Each line from the start of the data below through the one containing "pub model_id: &'a" must be reproduced exactly.

(Beginning of Data for this task)

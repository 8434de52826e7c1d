//! Context Assembler (C6).
//!
//! Builds the provider message list in the fixed order system → L3 → L2 →
//! L1 → current user turn, filling L1 newest-to-oldest under the per-layer
//! caps and the `C_base` invariant (spec §4.6). Internally runs the
//! preflight cascade (C7) before producing the final list, rebuilding the
//! snapshot after each compaction step.

use crate::budget::{BudgetVector, compute_budget};
use crate::config::{ContextConfig, MemoryConfig};
use crate::db::{L2Summary, L3MicroSummary, Message, Role};
use crate::memory::compactor;
use crate::memory::store::MemoryStore;
use crate::memory::summarizer::Summarizer;
use crate::model_info::ModelInfoCache;
use crate::provider::{ChatMessage, Provider};
use crate::tokenizer::{self, TokenCountMode};
use anyhow::Result;
use serde::Serialize;

pub struct AssembleInput<'a> {
    pub thread_id: &'a str,
    pub model_id: &'a str,
    pub max_output_tokens: Option<u32>,
    pub tool_results_text: Option<String>,
    pub tool_results_tokens: Option<u32>,
    pub last_user_lang: Option<String>,
    pub current_user_text: &'a str,
    pub current_user_id: i64,
}

#[derive(Debug, Clone, Serialize)]
pub struct Includes {
    pub l3_ids: Vec<i64>,
    pub l2_pairs: Vec<(i64, i64)>,
    pub l1_pairs: Vec<(i64, i64)>,
}

#[derive(Debug, Clone, Serialize)]
pub struct AssemblyDiagnostics {
    pub l1_pairs_count: usize,
    pub free_out_cap: i64,
    pub fill_pct: f64,
    pub free_pct: f64,
    pub includes: Includes,
    pub l1_order_preview: Vec<i64>,
    pub token_count_mode: &'static str,
    pub preflight_steps: Vec<String>,
}

pub struct AssembledContext {
    pub messages: Vec<ChatMessage>,
    pub budget: BudgetVector,
    pub diagnostics: AssemblyDiagnostics,
}

/// Everything the cascade needs to decide whether another compaction step
/// is warranted, plus what C6 needs to render the final message list.
pub(crate) struct Snapshot {
    pub l1_pairs: Vec<(Message, Message)>,
    pub l1_tokens: u32,
    pub l2: Vec<L2Summary>,
    pub l2_tokens: u32,
    pub l3: Vec<L3MicroSummary>,
    pub l3_tokens: u32,
    pub core_tokens: u32,
    pub tools_used: u32,
    pub tools_text: Option<String>,
    pub current_user_tokens: u32,
    pub budget: BudgetVector,
    /// `Approx` if any sub-count that went into this snapshot fell back to
    /// the heuristic (upstream down, or `token_count_mode = "approx"`).
    pub token_count_mode: TokenCountMode,
}

impl Snapshot {
    pub fn total_prompt_tokens(&self) -> u32 {
        self.core_tokens + self.tools_used + self.l3_tokens + self.l2_tokens + self.l1_tokens + self.current_user_tokens
    }

    pub fn free_out_cap(&self) -> i64 {
        self.budget.free_out_cap(self.total_prompt_tokens())
    }
}

fn resolve_lang(profile_lang: Option<&str>, last_user_text: Option<&str>) -> String {
    if let Some(text) = last_user_text
        && text.chars().any(|c| ('\u{0400}'..='\u{04FF}').contains(&c))
    {
        return "ru".to_string();
    }
    profile_lang.map(str::to_string).unwrap_or_else(|| "en".to_string())
}

/// `lang` (resolved via [`resolve_lang`]) is the one authoritative language
/// line; `Profile::render()` also emits a raw `preferred_language: …` line
/// when the profile has one set, so that line is dropped here to avoid
/// showing the same fact twice under two different names.
fn render_core_text(profile: &crate::db::Profile, lang: &str) -> String {
    let mut lines = vec![format!("Language: {lang}")];
    if let Some(rendered) = profile.render() {
        lines.extend(
            rendered
                .lines()
                .filter(|line| !line.starts_with("preferred_language:"))
                .map(str::to_string),
        );
    }
    lines.join("\n")
}

fn pair_messages(messages: &[Message]) -> Vec<(Message, Message)> {
    let mut pairs = Vec::new();
    let mut pending_user: Option<Message> = None;
    for m in messages {
        match m.role {
            Role::User => pending_user = Some(m.clone()),
            Role::Assistant => {
                if let Some(u) = pending_user.take() {
                    pairs.push((u, m.clone()));
                }
            }
            _ => {}
        }
    }
    pairs
}

async fn pair_tokens(
    provider: &dyn Provider,
    model_id: &str,
    pair: &(Message, Message),
    ctx: &ContextConfig,
) -> (u32, TokenCountMode) {
    let messages = [
        ChatMessage::user(pair.0.content.clone()),
        ChatMessage::assistant(pair.1.content.clone()),
    ];
    let count = tokenizer::count_chat(provider, model_id, &messages, ctx).await;
    (count.tokens, count.mode)
}

/// Fill L1 newest-to-oldest under `budget.l1_cap`, then guarantee
/// `mem.l1_min_pairs` regardless of the cap (spec §4.6 steps 7-8).
async fn fill_l1(
    provider: &dyn Provider,
    model_id: &str,
    all_pairs: &[(Message, Message)],
    budget: &BudgetVector,
    mem: &MemoryConfig,
    fixed_tokens: u32,
    ctx: &ContextConfig,
) -> (Vec<(Message, Message)>, u32, TokenCountMode) {
    let mut chosen: Vec<(Message, Message)> = Vec::new();
    let mut l1_tokens: u32 = 0;
    let mut mode = TokenCountMode::ProxyHttp;

    for pair in all_pairs.iter().rev() {
        let (tokens, pair_mode) = pair_tokens(provider, model_id, pair, ctx).await;
        let trial_l1_tokens = l1_tokens + tokens;
        let trial_total = fixed_tokens + trial_l1_tokens;
        let remaining = budget.c_base as i64 - trial_total as i64 - budget.r_sys as i64 - budget.safety as i64;
        if trial_l1_tokens <= budget.l1_cap && remaining >= 0 {
            chosen.insert(0, pair.clone());
            l1_tokens = trial_l1_tokens;
            if pair_mode == TokenCountMode::Approx {
                mode = TokenCountMode::Approx;
            }
        } else {
            break;
        }
    }

    let mut start_idx = all_pairs.len() - chosen.len();
    while chosen.len() < mem.l1_min_pairs && start_idx > 0 {
        start_idx -= 1;
        let pair = all_pairs[start_idx].clone();
        let (tokens, pair_mode) = pair_tokens(provider, model_id, &pair, ctx).await;
        l1_tokens += tokens;
        if pair_mode == TokenCountMode::Approx {
            mode = TokenCountMode::Approx;
        }
        chosen.insert(0, pair);
    }

    (chosen, l1_tokens, mode)
}

/// Build a fresh snapshot of all four layers against the live store state.
pub(crate) async fn build_snapshot(
    store: &MemoryStore,
    provider: &dyn Provider,
    ctx: &ContextConfig,
    mem: &MemoryConfig,
    input: &AssembleInput<'_>,
) -> Result<Snapshot> {
    let profile = store.get_profile().await?;
    let lang = resolve_lang(profile.preferred_language.as_deref(), input.last_user_lang.as_deref());
    let core_text = render_core_text(&profile, &lang);
    let core_tokens = tokenizer::approx_tokens_text(&core_text);
    let core_cap = (1.10 * core_tokens as f64).ceil() as u32;

    // `assemble_context` resolves the model window through the model-info
    // cache and writes it here before calling this function; `run_post_reply`
    // is responsible for doing the same for its own `ctx` copy.
    let c_base = ctx.ctx_default_context_length;

    let l2 = store.get_l2_asc(input.thread_id, usize::MAX).await?;
    let l3 = store.get_l3_asc(input.thread_id, usize::MAX).await?;
    let l2_tokens: u32 = l2.iter().map(|s| s.tokens as u32).sum();
    let l3_tokens: u32 = l3.iter().map(|s| s.tokens as u32).sum();

    let tools_raw = input
        .tool_results_tokens
        .unwrap_or_else(|| input.tool_results_text.as_deref().map(tokenizer::approx_tokens_text).unwrap_or(0));

    let budget = compute_budget(c_base, input.max_output_tokens, core_tokens, core_cap, tools_raw, ctx, mem);

    let tools_text = input.tool_results_text.as_ref().map(|text| {
        let max_chars = (budget.tools_cap as usize) * 4;
        text.chars().take(max_chars).collect::<String>()
    });

    let current_user_count = tokenizer::count_text(provider, input.model_id, input.current_user_text, ctx).await;
    let current_user_tokens = current_user_count.tokens;
    let mut mode = current_user_count.mode;

    let history = store
        .get_messages_asc(input.thread_id, Some(input.current_user_id), usize::MAX)
        .await?;
    let l1_floor = store
        .memory_state_read(input.thread_id)
        .await?
        .last_compacted_message_id
        .unwrap_or(0);
    let all_pairs: Vec<_> = pair_messages(&history)
        .into_iter()
        .filter(|(_, assistant)| assistant.id > l1_floor)
        .collect();

    let fixed_tokens = core_tokens + budget.tools_cap + l3_tokens + l2_tokens + current_user_tokens;
    let (l1_pairs, l1_tokens, l1_mode) =
        fill_l1(provider, input.model_id, &all_pairs, &budget, mem, fixed_tokens, ctx).await;
    if l1_mode == TokenCountMode::Approx {
        mode = TokenCountMode::Approx;
    }

    Ok(Snapshot {
        l1_pairs,
        l1_tokens,
        l2,
        l2_tokens,
        l3,
        l3_tokens,
        core_tokens,
        tools_used: budget.tools_cap,
        tools_text,
        current_user_tokens,
        budget,
        token_count_mode: mode,
    })
}

fn render_prelude(core_text: &str, tools_text: Option<&str>) -> String {
    let mut out = String::from(
        "You are a helpful assistant. Use the conversation recap and tool results below as ground truth.",
    );
    out.push_str("\n\n─── CORE PROFILE ───\n");
    out.push_str(core_text);
    if let Some(tools) = tools_text
        && !tools.is_empty()
    {
        out.push_str("\n\n─── TOOL RESULTS ───\n");
        out.push_str(tools);
    }
    out
}

pub async fn assemble_context(
    store: &MemoryStore,
    provider: &dyn Provider,
    summarizer: &dyn Summarizer,
    model_info_cache: &ModelInfoCache,
    ctx: &ContextConfig,
    mem: &MemoryConfig,
    input: AssembleInput<'_>,
) -> Result<AssembledContext> {
    let window = model_info_cache.fetch_with_busy_poll(provider, input.model_id).await;
    let mut ctx_resolved = ctx.clone();
    ctx_resolved.ctx_default_context_length = model_info_cache.window(&window);

    let mut preflight_steps = Vec::new();
    for _ in 0..mem.compaction_iteration_cap {
        let snapshot = build_snapshot(store, provider, &ctx_resolved, mem, &input).await?;
        if !compactor::needs_compaction(&snapshot, mem, &ctx_resolved) {
            break;
        }
        match compactor::perform_one_step(store, summarizer, &snapshot, mem, &ctx_resolved).await? {
            Some(tag) => preflight_steps.push(tag),
            None => break,
        }
    }

    let profile = store.get_profile().await?;
    let lang = resolve_lang(profile.preferred_language.as_deref(), input.last_user_lang.as_deref());
    let core_text = render_core_text(&profile, &lang);

    let snapshot = build_snapshot(store, provider, &ctx_resolved, mem, &input).await?;

    let mut messages = Vec::new();
    messages.push(ChatMessage::system(render_prelude(&core_text, snapshot.tools_text.as_deref())));
    for l3 in &snapshot.l3 {
        messages.push(ChatMessage::assistant(format!("[L3 {}] {}", l3.id, l3.text)));
    }
    for l2 in &snapshot.l2 {
        messages.push(ChatMessage::assistant(format!(
            "[L2 {}-{}] {}",
            l2.start_message_id, l2.end_message_id, l2.text
        )));
    }
    for (user, assistant) in &snapshot.l1_pairs {
        messages.push(ChatMessage::user(user.content.clone()));
        messages.push(ChatMessage::assistant(assistant.content.clone()));
    }
    messages.push(ChatMessage::user(input.current_user_text.to_string()));

    let total = snapshot.total_prompt_tokens();
    let fill_pct = if snapshot.budget.c_base > 0 {
        (total as f64 / snapshot.budget.c_base as f64) * 100.0
    } else {
        0.0
    };

    let diagnostics = AssemblyDiagnostics {
        l1_pairs_count: snapshot.l1_pairs.len(),
        free_out_cap: snapshot.free_out_cap(),
        fill_pct,
        free_pct: 100.0 - fill_pct,
        includes: Includes {
            l3_ids: snapshot.l3.iter().map(|s| s.id).collect(),
            l2_pairs: snapshot.l2.iter().map(|s| (s.start_message_id, s.end_message_id)).collect(),
            l1_pairs: snapshot.l1_pairs.iter().map(|(u, a)| (u.id, a.id)).collect(),
        },
        l1_order_preview: snapshot.l1_pairs.iter().flat_map(|(u, a)| [u.id, a.id]).collect(),
        token_count_mode: snapshot.token_count_mode.as_str(),
        preflight_steps,
    };

    Ok(AssembledContext {
        messages,
        budget: snapshot.budget.clone(),
        diagnostics,
    })
}

#[cfg(test)]
mod tests {
    use super::*;
    use crate::config::Config;
    use crate::db::{Database, Role};
    use crate::memory::summarizer::DefaultSummarizer;
    use crate::provider::mock::MockProvider;
    use std::sync::Arc;

    async fn setup() -> (MemoryStore, Arc<MockProvider>) {
        let db = Database::connect_in_memory().await.unwrap();
        (MemoryStore::new(db), Arc::new(MockProvider::new(vec!["ok"])))
    }

    #[tokio::test]
    async fn assembles_empty_thread_with_min_pairs_guarantee() {
        let (store, provider) = setup().await;
        let cfg = Config::default();
        let summarizer = DefaultSummarizer::new(provider.clone(), "mock-model", cfg.memory.clone());
        let cache = ModelInfoCache::new(300, 4096);

        let thread = store.create_thread(None).await.unwrap();
        for i in 0..3 {
            store
                .append_message(&thread.id, Role::User, &format!("question {i}"), None)
                .await
                .unwrap();
            store
                .append_message(&thread.id, Role::Assistant, &format!("answer {i}"), None)
                .await
                .unwrap();
        }
        let current = store.append_message(&thread.id, Role::User, "final question", None).await.unwrap();

        let input = AssembleInput {
            thread_id: &thread.id,
            model_id: "mock-model",
            max_output_tokens: Some(256),
            tool_results_text: None,
            tool_results_tokens: None,
            last_user_lang: None,
            current_user_text: "final question",
            current_user_id: current.id,
        };

        let assembled = assemble_context(
            &store,
            provider.as_ref(),
            &summarizer,
            &cache,
            &cfg.context,
            &cfg.memory,
            input,
        )
        .await
        .unwrap();

        assert!(assembled.diagnostics.l1_pairs_count >= cfg.memory.l1_min_pairs);
        assert_eq!(assembled.messages.last().unwrap().content, "final question");
    }
}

(End of Data for this task)

» Answer to this exercise:
repository 8434de52826e7c1d
//! Context Assembler (C6).
//!
//! Builds the provider message list in the fixed order system → L3 → L2 →
//! L1 → current user turn, filling L1 newest-to-oldest under the per-layer
//! caps and the `C_base` invariant (spec §4.6). Internally runs the
//! preflight cascade (C7) before producing the final list, rebuilding the
//! snapshot after each compaction step.

use crate::budget::{BudgetVector, compute_budget};
use crate::config::{ContextConfig, MemoryConfig};
use crate::db::{L2Summary, L3MicroSummary, Message, Role};
use crate::memory::compactor;
use crate::memory::store::MemoryStore;
use crate::memory::summarizer::Summarizer;
use crate::model_info::ModelInfoCache;
use crate::provider::{ChatMessage, Provider};
use crate::tokenizer::{self, TokenCountMode};
use anyhow::Result;
use serde::Serialize;

pub struct AssembleInput<'a> {
    pub thread_id: &'a str,
    pub model_id: &'a str,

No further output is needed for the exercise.